I’m eating my words now.
I spent some time with Mr. Artist on Saturday, Sunday and Monday.
Saturday and Sunday were him inviting me to hang out.
I enjoyed his company so much on Sunday just chilling and watching a movie that I felt compelled to invite him over last night (Monday) to watch another movie.
He said yes, of course.
We talked for a bit and he told me about his days doing professional country line dancing and impersonating Chaplin and James Dean for Universal Studios and in Las Vegas.
He does pretty good voice impersonations and I found myself laughing and enjoying poking fun at him.
Before we started the movie, he told me that Sunday is his birthday (he’ll be 41) and his brother and his girlfriend as well as his parents and sister are having a small celebration for him.
He said he would be cooking.
And I was invited.
I said, “Sure” knowing that I’d be the only “friend” there and I’d be meeting his entire immediate family.
Just friends, right?
We watched this quirky British movie called “Cashback” about this art student in college who’s girlfriend breaks up with him and he gets insomnia and finds a job at a local supermarket doing the night shift.
We may have bordered flirting during the movie. There were several times I wanted to kiss him for being adorable, but I stopped myself.
I said something in Spanish off hand and he quite likes the accent I have with certain words. He was trying to say it with the accent and getting quite shy because I kept forcing him to keep trying.
I thought it was so cute that I kissed him on the cheek.
I found myself once again divulging personal information and history that I never bring up to people just because.
It’s like I have personal confessions word vomit with him.

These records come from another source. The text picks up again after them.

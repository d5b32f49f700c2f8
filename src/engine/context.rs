// Copyright (c) 2025 Steve Wagner (ciroque@live.com)
// SPDX-License-Identifier: MIT

//! The explicit run context handed to every component that needs run-wide state.

use serde::{Deserialize, Serialize};
use std::path::{Path, PathBuf};

use crate::config::consts::WORKER_DIR_PREFIX;

/// Process-wide event bookkeeping, exported as a `.stat` summary file.
///
/// The scheduler only bumps `consumed` and `processed`; `accepted` and `failed`
/// belong to the tasks (event selection is their business).
#[derive(Debug, Clone, Copy, Default, PartialEq, Eq, Serialize, Deserialize)]
pub struct EventCounters {
    pub consumed: u64,
    pub processed: u64,
    pub failed: u64,
    pub accepted: u64,
}

impl EventCounters {
    pub fn accept(&mut self) {
        self.accepted += 1;
    }

    pub fn fail(&mut self) {
        self.failed += 1;
    }

    pub fn add(&mut self, other: &EventCounters) {
        self.consumed += other.consumed;
        self.processed += other.processed;
        self.failed += other.failed;
        self.accepted += other.accepted;
    }

    /// `<consumed>_<processed>_<failed>_<accepted>.stat`
    pub fn stat_file_name(&self) -> String {
        format!(
            "{}_{}_{}_{}.stat",
            self.consumed, self.processed, self.failed, self.accepted
        )
    }
}

/// Run-wide state owned by whoever drives the graph.
#[derive(Debug)]
pub struct RunContext {
    output_dir: PathBuf,
    worker: Option<usize>,
    counters: EventCounters,
    extra_files: Vec<String>,
    break_requested: bool,
    event_number: u64,
    bin: Option<usize>,
}

impl RunContext {
    pub fn new(output_dir: impl Into<PathBuf>) -> Self {
        Self {
            output_dir: output_dir.into(),
            worker: None,
            counters: EventCounters::default(),
            extra_files: Vec::new(),
            break_requested: false,
            event_number: 0,
            bin: None,
        }
    }

    /// Context of worker `index`, writing into its own sub-directory.
    pub fn for_worker(parent: &Path, index: usize) -> Self {
        let mut ctx = Self::new(parent.join(format!("{WORKER_DIR_PREFIX}{index}")));
        ctx.worker = Some(index);
        ctx
    }

    pub fn output_dir(&self) -> &Path {
        &self.output_dir
    }

    pub fn worker(&self) -> Option<usize> {
        self.worker
    }

    pub fn counters(&self) -> &EventCounters {
        &self.counters
    }

    pub fn counters_mut(&mut self) -> &mut EventCounters {
        &mut self.counters
    }

    pub fn extra_files(&self) -> &[String] {
        &self.extra_files
    }

    pub fn register_extra_files(&mut self, names: &str) {
        for name in names.split_whitespace() {
            if !self.extra_files.iter().any(|f| f == name) {
                self.extra_files.push(name.to_string());
            }
        }
    }

    pub fn request_break(&mut self) {
        self.break_requested = true;
    }

    pub fn break_requested(&self) -> bool {
        self.break_requested
    }

    pub fn event_number(&self) -> u64 {
        self.event_number
    }

    pub fn bin(&self) -> Option<usize> {
        self.bin
    }

    pub(crate) fn set_bin(&mut self, bin: Option<usize>) {
        self.bin = bin;
    }

    /// Called by the propagator at the start of every event.
    pub(crate) fn begin_event(&mut self) {
        self.break_requested = false;
        self.event_number += 1;
    }
}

I haven’t had the impulse to share so much personal parts of my life since, well, Mr. Nerd.
I showed him this video that I love of my nephew saying my name in his adorable 3 year old voice and another one of Valentine totally making out with him.

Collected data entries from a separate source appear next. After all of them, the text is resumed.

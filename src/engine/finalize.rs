// Copyright (c) 2025 Steve Wagner (ciroque@live.com)
// SPDX-License-Identifier: MIT

//! End-of-run output handling: result files, the `.stat` summary and the
//! run-completion sentinel.
//!
//! The sentinel is a zero-byte file written only after every output file was
//! written and read back successfully. Its absence is the authoritative
//! failure signal for whoever collects the run.

use std::fs;
use std::path::{Path, PathBuf};

use crate::config::RunConfig;
use crate::engine::{RunContext, WrittenFiles};
use crate::engine::store::ObjectStore;
use crate::errors::{BackendError, MergeError, OutputValidationError};
use crate::graph::{Graph, SlotStorage};
use crate::observability::messages::merge::{OutputsFinalized, SentinelWithheld};
use crate::observability::messages::StructuredLog;

/// Files produced by a successful finalization.
#[derive(Debug, Clone, PartialEq)]
pub struct FinalizeReport {
    pub files: Vec<PathBuf>,
    pub stat_file: PathBuf,
    /// Present when the outputs were marked valid.
    pub sentinel: Option<PathBuf>,
}

/// One object the finalizer wrote and must find again.
struct Written {
    path: PathBuf,
    folder: String,
    name: String,
}

#[derive(Debug, Clone)]
pub struct OutputFinalizer {
    results_file: String,
    sentinel: String,
}

impl OutputFinalizer {
    pub fn new(results_file: impl Into<String>, sentinel: impl Into<String>) -> Self {
        Self {
            results_file: results_file.into(),
            sentinel: sentinel.into(),
        }
    }

    pub fn from_config(cfg: &RunConfig) -> Self {
        Self::new(cfg.results_file.clone(), cfg.sentinel.clone())
    }

    pub fn sentinel_path(&self, output_dir: &Path) -> PathBuf {
        output_dir.join(&self.sentinel)
    }

    /// Write every output slot that holds a payload, the `.stat` file, check
    /// the result and touch the sentinel.
    ///
    /// A stale sentinel from an earlier run is removed before anything is
    /// written, so a failure anywhere leaves the directory unmarked.
    pub fn finalize(&self, graph: &Graph, run: &RunContext) -> Result<FinalizeReport, BackendError> {
        let mut report = self.write_and_check(graph, run)?;
        let sentinel = self.sentinel_path(run.output_dir());
        fs::File::create(&sentinel).map_err(|e| MergeError::io(&sentinel, e))?;
        report.sentinel = Some(sentinel);
        OutputsFinalized {
            output_dir: run.output_dir(),
            files: report.files.len(),
        }
        .log();
        Ok(report)
    }

    /// Like [`finalize`](Self::finalize), but leave the directory unmarked:
    /// the outputs are known to be incomplete.
    pub fn finalize_withheld(
        &self,
        graph: &Graph,
        run: &RunContext,
        reason: &str,
    ) -> Result<FinalizeReport, BackendError> {
        let report = self.write_and_check(graph, run)?;
        SentinelWithheld {
            output_dir: run.output_dir(),
            reason,
        }
        .log();
        Ok(report)
    }

    fn write_and_check(&self, graph: &Graph, run: &RunContext) -> Result<FinalizeReport, BackendError> {
        let output_dir = run.output_dir();
        fs::create_dir_all(output_dir).map_err(|e| MergeError::io(output_dir, e))?;
        self.remove_sentinel(output_dir)?;

        let written = self.write_outputs(graph, run)?;
        let stat_file = self.write_stat_file(run)?;
        Self::validate_outputs(&written)?;
        if !stat_file.is_file() {
            return Err(OutputValidationError::Missing(stat_file).into());
        }

        let mut files: Vec<PathBuf> = Vec::new();
        for object in &written {
            if !files.contains(&object.path) {
                files.push(object.path.clone());
            }
        }
        Ok(FinalizeReport {
            files,
            stat_file,
            sentinel: None,
        })
    }

    /// Make sure `output_dir` is not marked valid, and say why.
    pub fn withhold(&self, output_dir: &Path, reason: &str) -> Result<(), BackendError> {
        self.remove_sentinel(output_dir)?;
        SentinelWithheld { output_dir, reason }.log();
        Ok(())
    }

    fn remove_sentinel(&self, output_dir: &Path) -> Result<(), MergeError> {
        let sentinel = self.sentinel_path(output_dir);
        match fs::remove_file(&sentinel) {
            Ok(()) => Ok(()),
            Err(e) if e.kind() == std::io::ErrorKind::NotFound => Ok(()),
            Err(e) => Err(MergeError::io(&sentinel, e)),
        }
    }

    /// File-resident slots go to their own file; in-memory and handler-owned
    /// slots all go to the common results file.
    fn write_outputs(&self, graph: &Graph, run: &RunContext) -> Result<Vec<Written>, MergeError> {
        let mut files = WrittenFiles::new();
        let mut written = Vec::new();
        for slot in graph.output_slots() {
            if !slot.has_data() {
                continue;
            }
            let (file, folder) = match slot.storage() {
                SlotStorage::File(locator) => (locator.file.as_str(), locator.folder.as_str()),
                SlotStorage::Memory | SlotStorage::Handler => (self.results_file.as_str(), ""),
            };
            let path = run.output_dir().join(file);
            files.put_object(&path, folder, slot.name(), slot.data()?.clone())?;
            written.push(Written {
                path,
                folder: folder.to_string(),
                name: slot.name().to_string(),
            });
        }
        Ok(written)
    }

    fn write_stat_file(&self, run: &RunContext) -> Result<PathBuf, MergeError> {
        let counters = run.counters();
        let path = run.output_dir().join(counters.stat_file_name());
        let body = serde_json::to_vec_pretty(counters).map_err(|source| MergeError::Store {
            file: path.clone(),
            source,
        })?;
        fs::write(&path, body).map_err(|e| MergeError::io(&path, e))?;
        Ok(path)
    }

    fn validate_outputs(written: &[Written]) -> Result<(), OutputValidationError> {
        for object in written {
            if !object.path.is_file() {
                return Err(OutputValidationError::Missing(object.path.clone()));
            }
            let store = ObjectStore::open(&object.path).map_err(|e| OutputValidationError::Corrupt {
                file: object.path.clone(),
                reason: e.to_string(),
            })?;
            if store.get(&object.folder, &object.name).is_none() {
                return Err(OutputValidationError::MissingObject {
                    file: object.path.clone(),
                    folder: object.folder.clone(),
                    name: object.name.clone(),
                });
            }
        }
        Ok(())
    }
}

impl Default for OutputFinalizer {
    fn default() -> Self {
        Self::from_config(&RunConfig::default())
    }
}

#[cfg(test)]
mod tests {
    use super::*;
    use crate::graph::{Payload, PayloadKind, SlotSpec, TaskSpec};
    use crate::traits::{Task, TaskContext};
    use serde_json::json;
    use tempfile::TempDir;

    struct Fill;

    impl Task for Fill {
        fn exec(&mut self, ctx: &mut TaskContext<'_>) -> anyhow::Result<()> {
            ctx.post(0, Payload::Object(json!({ "entries": 1 })))?;
            ctx.post(1, Payload::Object(json!({ "counts": [0, 1] })))?;
            Ok(())
        }
    }

    fn graph_with_outputs() -> Graph {
        let mut graph = Graph::new();
        graph.add_slot(SlotSpec::input("in", PayloadKind::Object)).unwrap();
        graph.add_slot(SlotSpec::output("n_events", PayloadKind::Object)).unwrap();
        graph
            .add_slot(SlotSpec::output("h_pt", PayloadKind::Object).with_locator("hist.json#histograms"))
            .unwrap();
        graph
            .add_task(
                TaskSpec::new("fill", Fill)
                    .input("in")
                    .output("n_events")
                    .output("h_pt"),
            )
            .unwrap();
        graph.validate().unwrap();
        graph
    }

    #[test]
    fn test_finalize_writes_files_stat_and_sentinel() {
        let dir = TempDir::new().unwrap();
        let mut graph = graph_with_outputs();
        let mut run = RunContext::new(dir.path());
        crate::engine::Propagator::new()
            .process_event(&mut graph, &mut run, Payload::Object(json!({})))
            .unwrap();
        run.counters_mut().consumed = 1;

        let report = OutputFinalizer::default().finalize(&graph, &run).unwrap();

        assert_eq!(
            report.files,
            vec![dir.path().join("results.json"), dir.path().join("hist.json")]
        );
        assert_eq!(report.stat_file, dir.path().join("1_1_0_0.stat"));
        let sentinel = report.sentinel.unwrap();
        assert_eq!(sentinel, dir.path().join("outputs_valid"));
        assert_eq!(std::fs::metadata(&sentinel).unwrap().len(), 0);

        let hist = ObjectStore::open(dir.path().join("hist.json")).unwrap();
        assert_eq!(
            hist.get("histograms", "h_pt"),
            Some(&Payload::Object(json!({ "counts": [0, 1] })))
        );
    }

    #[test]
    fn test_finalize_withheld_writes_outputs_without_sentinel() {
        let dir = TempDir::new().unwrap();
        std::fs::write(dir.path().join("outputs_valid"), "").unwrap();
        let mut graph = graph_with_outputs();
        let mut run = RunContext::new(dir.path());
        crate::engine::Propagator::new()
            .process_event(&mut graph, &mut run, Payload::Object(json!({})))
            .unwrap();

        let report = OutputFinalizer::default()
            .finalize_withheld(&graph, &run, "worker 1 failed")
            .unwrap();

        assert!(report.sentinel.is_none());
        assert!(!dir.path().join("outputs_valid").exists());
        assert!(dir.path().join("results.json").is_file());
    }

    #[test]
    fn test_withhold_removes_stale_sentinel() {
        let dir = TempDir::new().unwrap();
        let finalizer = OutputFinalizer::new("results.json", "done");
        std::fs::write(dir.path().join("done"), "").unwrap();

        finalizer.withhold(dir.path(), "worker 1 failed").unwrap();
        assert!(!dir.path().join("done").exists());
    }

    #[test]
    fn test_validation_catches_missing_object() {
        let dir = TempDir::new().unwrap();
        let path = dir.path().join("results.json");
        ObjectStore::create(&path).save().unwrap();

        let err = OutputFinalizer::validate_outputs(&[Written {
            path: path.clone(),
            folder: String::new(),
            name: "n_events".to_string(),
        }])
        .unwrap_err();
        assert!(matches!(err, OutputValidationError::MissingObject { .. }));
    }

    #[test]
    fn test_validation_catches_corrupt_file() {
        let dir = TempDir::new().unwrap();
        let path = dir.path().join("results.json");
        std::fs::write(&path, "not json").unwrap();

        let err = OutputFinalizer::validate_outputs(&[Written {
            path,
            folder: String::new(),
            name: "n_events".to_string(),
        }])
        .unwrap_err();
        assert!(matches!(err, OutputValidationError::Corrupt { .. }));
    }
}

I told him I watch these videos whenever I’m feeling bad and they make me smile or laugh every time.
Why do I share shit like that with him?
As we were cracking up about the video of my nephew and Valentine making out (it’s pretty funny), I noticed how much I was enjoying myself.
It’s like when the pressure to be romantic and have all this physical contact evaporated, we were able to focus on just being with each other, actually getting to know each other.
I really, really liked it.
He got ready to leave and I hugged him goodbye.
But I lingered.
Because it felt really nice to hug him.
And I wanted to kiss him.
So I kissed him on the cheek and he did the same.
We hugged some more.
I slowly moved my face and kissed the side of his mouth.
It was over.
We were kissing.
When we stopped, he whispered in my ear, “I really want to be with you. But if you aren’t sure, I understand.”
He kissed my face and lips and my head swirled because I wanted to but I also didn’t.
I wasn’t ready.
So I told him so.
He said he understood and kissed my hands.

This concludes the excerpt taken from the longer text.